Exercise aim => From the top of the entries below through the line containing "values as no-ops.", return every line exactly as written, please, and stop there.

──────── Record extracts

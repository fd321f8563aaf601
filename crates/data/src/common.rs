//! Small shared codes used across quest and armor records.

use serde::{Deserialize, Serialize};
use strum::{Display, EnumIter, FromRepr};

/// Which character type a quest or armor piece is meant for.
///
/// Stored as code 0 (hunter) or 1 (cat) in the source data; unknown codes
/// decode to [`HunterKind::Hunter`].
#[derive(
    Clone, Copy, Debug, Default, Display, EnumIter, Eq, FromRepr, Hash, PartialEq,
    Serialize, Deserialize,
)]
#[repr(u8)]
pub enum HunterKind {
    #[default]
    Hunter = 0,
    Cat = 1,
}

impl HunterKind {
    pub fn from_code(code: i64) -> Self {
        u8::try_from(code)
            .ok()
            .and_then(Self::from_repr)
            .unwrap_or_default()
    }
}

/// Equipment rank bracket used to constrain armor selection.
#[derive(
    Clone, Copy, Debug, Default, Display, EnumIter, Eq, FromRepr, Hash, PartialEq,
    Serialize, Deserialize,
)]
#[repr(u8)]
pub enum Rank {
    #[default]
    Low = 0,
    High = 1,
    Deviant = 2,
}

#[cfg(test)]
mod tests {
    use super::*;

    #[test]
    fn hunter_kind_decodes_known_codes() {
        assert_eq!(HunterKind::from_code(0), HunterKind::Hunter);
        assert_eq!(HunterKind::from_code(1), HunterKind::Cat);
    }

    #[test]
    fn hunter_kind_falls_back_on_unknown_codes() {
        assert_eq!(HunterKind::from_code(9), HunterKind::Hunter);
        assert_eq!(HunterKind::from_code(-1), HunterKind::Hunter);
    }
}
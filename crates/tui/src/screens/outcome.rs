//! Child-screen replies and their typed decoding.
//!
//! A child screen completes with a [`ScreenReply`]: the request kind it
//! answered, a status flag, and a loosely-typed payload. Decoding turns a
//! successful reply into one closed [`BuilderOutcome`] variant, applying
//! the sentinel defaults (-1 for ids and indices, 3 for the weapon slot
//! count) when a payload field is missing. Downstream, the view-model
//! treats negative values as no-ops.

use wyrmdex_data::{EquipSlot, HunterKind, Rank, Talisman, session::DEFAULT_WEAPON_SLOTS};

/// The closed set of requests a child screen can answer.
#[derive(Clone, Copy, Debug, Eq, PartialEq)]
pub enum RequestKind {
    SetWeaponSlots,
    AddPiece,
    RemovePiece,
    AddDecoration,
    RemoveDecoration,
    CreateTalisman,
}

/// Whether the child screen finished with a usable choice.
#[derive(Clone, Copy, Debug, Eq, PartialEq)]
pub enum ReplyStatus {
    Completed,
    Canceled,
}

/// Loosely-typed reply payload; any field may be absent.
#[derive(Clone, Debug, Default, PartialEq)]
pub struct ReplyPayload {
    pub count: Option<u8>,
    pub armor_id: Option<i64>,
    pub slot_index: Option<i64>,
    pub decoration_id: Option<i64>,
    pub socket_index: Option<i64>,
    pub talisman: Option<Talisman>,
}

/// One completed (or cancelled) child-screen outcome.
#[derive(Clone, Debug, PartialEq)]
pub struct ScreenReply {
    pub request: RequestKind,
    pub status: ReplyStatus,
    pub payload: ReplyPayload,
}

impl ScreenReply {
    pub fn completed(request: RequestKind, payload: ReplyPayload) -> Self {
        Self {
            request,
            status: ReplyStatus::Completed,
            payload,
        }
    }

    pub fn canceled(request: RequestKind) -> Self {
        Self {
            request,
            status: ReplyStatus::Canceled,
            payload: ReplyPayload::default(),
        }
    }

    /// Decodes a successful reply into its typed outcome.
    ///
    /// Cancelled replies and a missing talisman value yield `None` and
    /// are dropped silently by the caller.
    pub fn decode(self) -> Option<BuilderOutcome> {
        if self.status != ReplyStatus::Completed {
            return None;
        }
        let payload = self.payload;
        let outcome = match self.request {
            RequestKind::SetWeaponSlots => BuilderOutcome::SetWeaponSlots {
                count: payload.count.unwrap_or(DEFAULT_WEAPON_SLOTS),
            },
            RequestKind::AddPiece => BuilderOutcome::AddPiece {
                armor_id: payload.armor_id.unwrap_or(-1),
            },
            RequestKind::RemovePiece => BuilderOutcome::RemovePiece {
                slot: payload.slot_index.unwrap_or(-1),
            },
            RequestKind::AddDecoration => BuilderOutcome::AddDecoration {
                decoration_id: payload.decoration_id.unwrap_or(-1),
                slot: payload.slot_index.unwrap_or(-1),
            },
            RequestKind::RemoveDecoration => BuilderOutcome::RemoveDecoration {
                slot: payload.slot_index.unwrap_or(-1),
                socket: payload.socket_index.unwrap_or(-1),
            },
            RequestKind::CreateTalisman => BuilderOutcome::CreateTalisman {
                talisman: payload.talisman?,
            },
        };
        Some(outcome)
    }
}

/// Exhaustively-matched outcome of a successful child screen, one variant
/// per request kind with its typed payload.
#[derive(Clone, Debug, PartialEq)]
pub enum BuilderOutcome {
    SetWeaponSlots { count: u8 },
    AddPiece { armor_id: i64 },
    RemovePiece { slot: i64 },
    AddDecoration { decoration_id: i64, slot: i64 },
    RemoveDecoration { slot: i64, socket: i64 },
    CreateTalisman { talisman: Talisman },
}

/// Navigation intents the builder screen hands to the app shell.
///
/// The screen owns no navigation machinery itself; it describes which
/// child screen to open and the app enters the matching modal state.
#[derive(Clone, Debug, PartialEq)]
pub enum ScreenRequest {
    WeaponSlotChooser {
        current: u8,
    },
    ArmorChooser {
        slot: EquipSlot,
        rank: Rank,
        hunter: HunterKind,
    },
    /// Full armor list picker, flagged with its launch origin.
    ArmorPicker {
        from_builder: bool,
    },
    TalismanEditor,
    DecorationChooser {
        slot_index: usize,
    },
}

#[cfg(test)]
mod tests {
    use super::*;

    #[test]
    fn missing_weapon_slot_count_defaults_to_three() {
        let reply = ScreenReply::completed(RequestKind::SetWeaponSlots, ReplyPayload::default());
        assert_eq!(
            reply.decode(),
            Some(BuilderOutcome::SetWeaponSlots { count: 3 })
        );
    }

    #[test]
    fn present_weapon_slot_count_is_kept() {
        let reply = ScreenReply::completed(
            RequestKind::SetWeaponSlots,
            ReplyPayload {
                count: Some(5),
                ..ReplyPayload::default()
            },
        );
        assert_eq!(
            reply.decode(),
            Some(BuilderOutcome::SetWeaponSlots { count: 5 })
        );
    }

    #[test]
    fn missing_ids_default_to_sentinel() {
        let reply = ScreenReply::completed(RequestKind::AddDecoration, ReplyPayload::default());
        assert_eq!(
            reply.decode(),
            Some(BuilderOutcome::AddDecoration {
                decoration_id: -1,
                slot: -1,
            })
        );
    }

    #[test]
    fn cancelled_replies_decode_to_none() {
        for request in [
            RequestKind::SetWeaponSlots,
            RequestKind::AddPiece,
            RequestKind::RemovePiece,
            RequestKind::AddDecoration,
            RequestKind::RemoveDecoration,
            RequestKind::CreateTalisman,
        ] {
            assert_eq!(ScreenReply::canceled(request).decode(), None);
        }
    }

    #[test]
    fn talisman_reply_without_value_is_a_no_op() {
        let reply = ScreenReply::completed(RequestKind::CreateTalisman, ReplyPayload::default());
        assert_eq!(reply.decode(), None);
    }

    #[test]
    fn talisman_value_passes_through() {
        let talisman = Talisman::new("Hero Charm", 4, 1);
        let reply = ScreenReply::completed(
            RequestKind::CreateTalisman,
            ReplyPayload {
                talisman: Some(talisman.clone()),
                ..ReplyPayload::default()
            },
        );
        assert_eq!(
            reply.decode(),
            Some(BuilderOutcome::CreateTalisman { talisman })
        );
    }
}
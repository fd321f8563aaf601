pub mod label_value;
//! The armor-set builder screen.
//!
//! Owns the seven slot panels and the session view-model, routes child
//! screen results into view-model mutations, and refreshes exactly the
//! panel named by each update event. Panels signal intent only; all
//! navigation and all mutation authority lives here.

use wyrmdex_data::EquipSlot;
use wyrmdex_ui_core::{SetBuilderModel, SlotUpdate};

use crate::screens::navigation::ResultSink;
use crate::screens::outcome::{BuilderOutcome, ScreenReply, ScreenRequest};
use crate::screens::slot_panel::SlotPanel;

pub struct BuilderScreen {
    model: SetBuilderModel,
    panels: Vec<SlotPanel>,
    selected: usize,
}

impl BuilderScreen {
    /// Builds one panel per slot in fixed order and wires them to the
    /// injected view-model.
    pub fn new(model: SetBuilderModel) -> Self {
        let mut panels: Vec<SlotPanel> = EquipSlot::all().map(SlotPanel::new).collect();
        for panel in &mut panels {
            panel.update_contents(model.session(), model.catalog());
        }
        Self {
            model,
            panels,
            selected: 0,
        }
    }

    pub fn panels(&self) -> &[SlotPanel] {
        &self.panels
    }

    pub fn model(&self) -> &SetBuilderModel {
        &self.model
    }

    pub fn selected(&self) -> usize {
        self.selected
    }

    pub fn selected_slot(&self) -> EquipSlot {
        self.panels[self.selected].slot()
    }

    pub fn select_next(&mut self) {
        self.selected = (self.selected + 1) % self.panels.len();
    }

    pub fn select_prev(&mut self) {
        self.selected = (self.selected + self.panels.len() - 1) % self.panels.len();
    }

    /// Opens the weapon-slot chooser pre-filled with the current count.
    pub fn on_change_weapon_slots(&self) -> ScreenRequest {
        ScreenRequest::WeaponSlotChooser {
            current: self.model.session().weapon_slots,
        }
    }

    /// Opens the talisman editor.
    pub fn on_change_talisman(&self) -> ScreenRequest {
        ScreenRequest::TalismanEditor
    }

    /// Opens the armor chooser for the slot at `piece_index`, constrained
    /// by the session's rank and hunter kind.
    pub fn on_change_armor(&self, piece_index: usize) -> Option<ScreenRequest> {
        let slot = EquipSlot::from_index(piece_index)?;
        let session = self.model.session();
        Some(ScreenRequest::ArmorChooser {
            slot,
            rank: session.rank,
            hunter: session.hunter,
        })
    }

    /// Menu action "add piece": the full armor list picker.
    pub fn on_add_piece_menu(&self) -> ScreenRequest {
        ScreenRequest::ArmorPicker { from_builder: true }
    }

    /// Change intent for the currently selected panel.
    pub fn change_selected(&self) -> Option<ScreenRequest> {
        match self.selected_slot() {
            EquipSlot::Weapon => Some(self.on_change_weapon_slots()),
            EquipSlot::Talisman => Some(self.on_change_talisman()),
            slot => self.on_change_armor(slot.index()),
        }
    }

    /// Collapses every panel's decoration sub-panel.
    ///
    /// Only one panel may show its decorations at a time; the caller
    /// opens its own panel after this sweep.
    pub fn on_decorations_menu_opened(&mut self) {
        for panel in &mut self.panels {
            panel.hide_decorations();
        }
    }

    /// Opens the selected panel's decoration sub-panel, collapsing the
    /// rest first.
    pub fn toggle_selected_decorations(&mut self) {
        let was_open = self.panels[self.selected].decorations_open();
        self.on_decorations_menu_opened();
        if !was_open {
            self.panels[self.selected].open_decorations();
        }
        let index = self.selected;
        self.refresh_panel(index);
    }

    /// Applies one update event: refreshes exactly the named panel.
    ///
    /// `None` and out-of-range indices refresh nothing.
    pub fn on_update(&mut self, update: SlotUpdate) {
        let Some(index) = update.slot else {
            return;
        };
        if index >= self.panels.len() {
            return;
        }
        self.refresh_panel(index);
    }

    fn refresh_panel(&mut self, index: usize) {
        self.panels[index].update_contents(self.model.session(), self.model.catalog());
    }
}

impl ResultSink for BuilderScreen {
    /// Single dispatch point for child-screen results.
    ///
    /// Cancelled or payload-less replies decode to `None` and are dropped
    /// without touching the view-model. The refresh that follows a
    /// mutation is driven by the update event, not by the reply payload.
    fn on_result(&mut self, reply: ScreenReply) {
        let Some(outcome) = reply.decode() else {
            return;
        };
        match outcome {
            BuilderOutcome::SetWeaponSlots { count } => self.model.set_weapon_slots(count),
            BuilderOutcome::AddPiece { armor_id } => self.model.add_armor(armor_id),
            BuilderOutcome::RemovePiece { slot } => self.model.remove_armor_piece(slot),
            BuilderOutcome::AddDecoration {
                decoration_id,
                slot,
            } => self.model.bind_decoration(slot, decoration_id),
            BuilderOutcome::RemoveDecoration { slot, socket } => {
                self.model.unbind_decoration(slot, socket)
            }
            BuilderOutcome::CreateTalisman { talisman } => self.model.set_talisman(talisman),
        }
    }
}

────────────────

Expected output =>
repository fd321f8563aaf601
filename crates/data/src/common.rs
//! Small shared codes used across quest and armor records.

use serde::{Deserialize, Serialize};
use strum::{Display, EnumIter, FromRepr};

/// Which character type a quest or armor piece is meant for.
///
/// Stored as code 0 (hunter) or 1 (cat) in the source data; unknown codes
/// decode to [`HunterKind::Hunter`].
#[derive(
    Clone, Copy, Debug, Default, Display, EnumIter, Eq, FromRepr, Hash, PartialEq,
    Serialize, Deserialize,
)]
#[repr(u8)]
pub enum HunterKind {
    #[default]
    Hunter = 0,
    Cat = 1,
}

impl HunterKind {
    pub fn from_code(code: i64) -> Self {
        u8::try_from(code)
            .ok()
            .and_then(Self::from_repr)
            .unwrap_or_default()
    }
}

/// Equipment rank bracket used to constrain armor selection.
#[derive(
    Clone, Copy, Debug, Default, Display, EnumIter, Eq, FromRepr, Hash, PartialEq,
    Serialize, Deserialize,
)]
#[repr(u8)]
pub enum Rank {
    #[default]
    Low = 0,
    High = 1,
    Deviant = 2,
}

#[cfg(test)]
mod tests {
    use super::*;

    #[test]
    fn hunter_kind_decodes_known_codes() {
        assert_eq!(HunterKind::from_code(0), HunterKind::Hunter);
        assert_eq!(HunterKind::from_code(1), HunterKind::Cat);
    }

    #[test]
    fn hunter_kind_falls_back_on_unknown_codes() {
        assert_eq!(HunterKind::from_code(9), HunterKind::Hunter);
        assert_eq!(HunterKind::from_code(-1), HunterKind::Hunter);
    }
}
filename crates/tui/src/screens/outcome.rs
//! Child-screen replies and their typed decoding.
//!
//! A child screen completes with a [`ScreenReply`]: the request kind it
//! answered, a status flag, and a loosely-typed payload. Decoding turns a
//! successful reply into one closed [`BuilderOutcome`] variant, applying
//! the sentinel defaults (-1 for ids and indices, 3 for the weapon slot
//! count) when a payload field is missing. Downstream, the view-model
//! treats negative values as no-ops.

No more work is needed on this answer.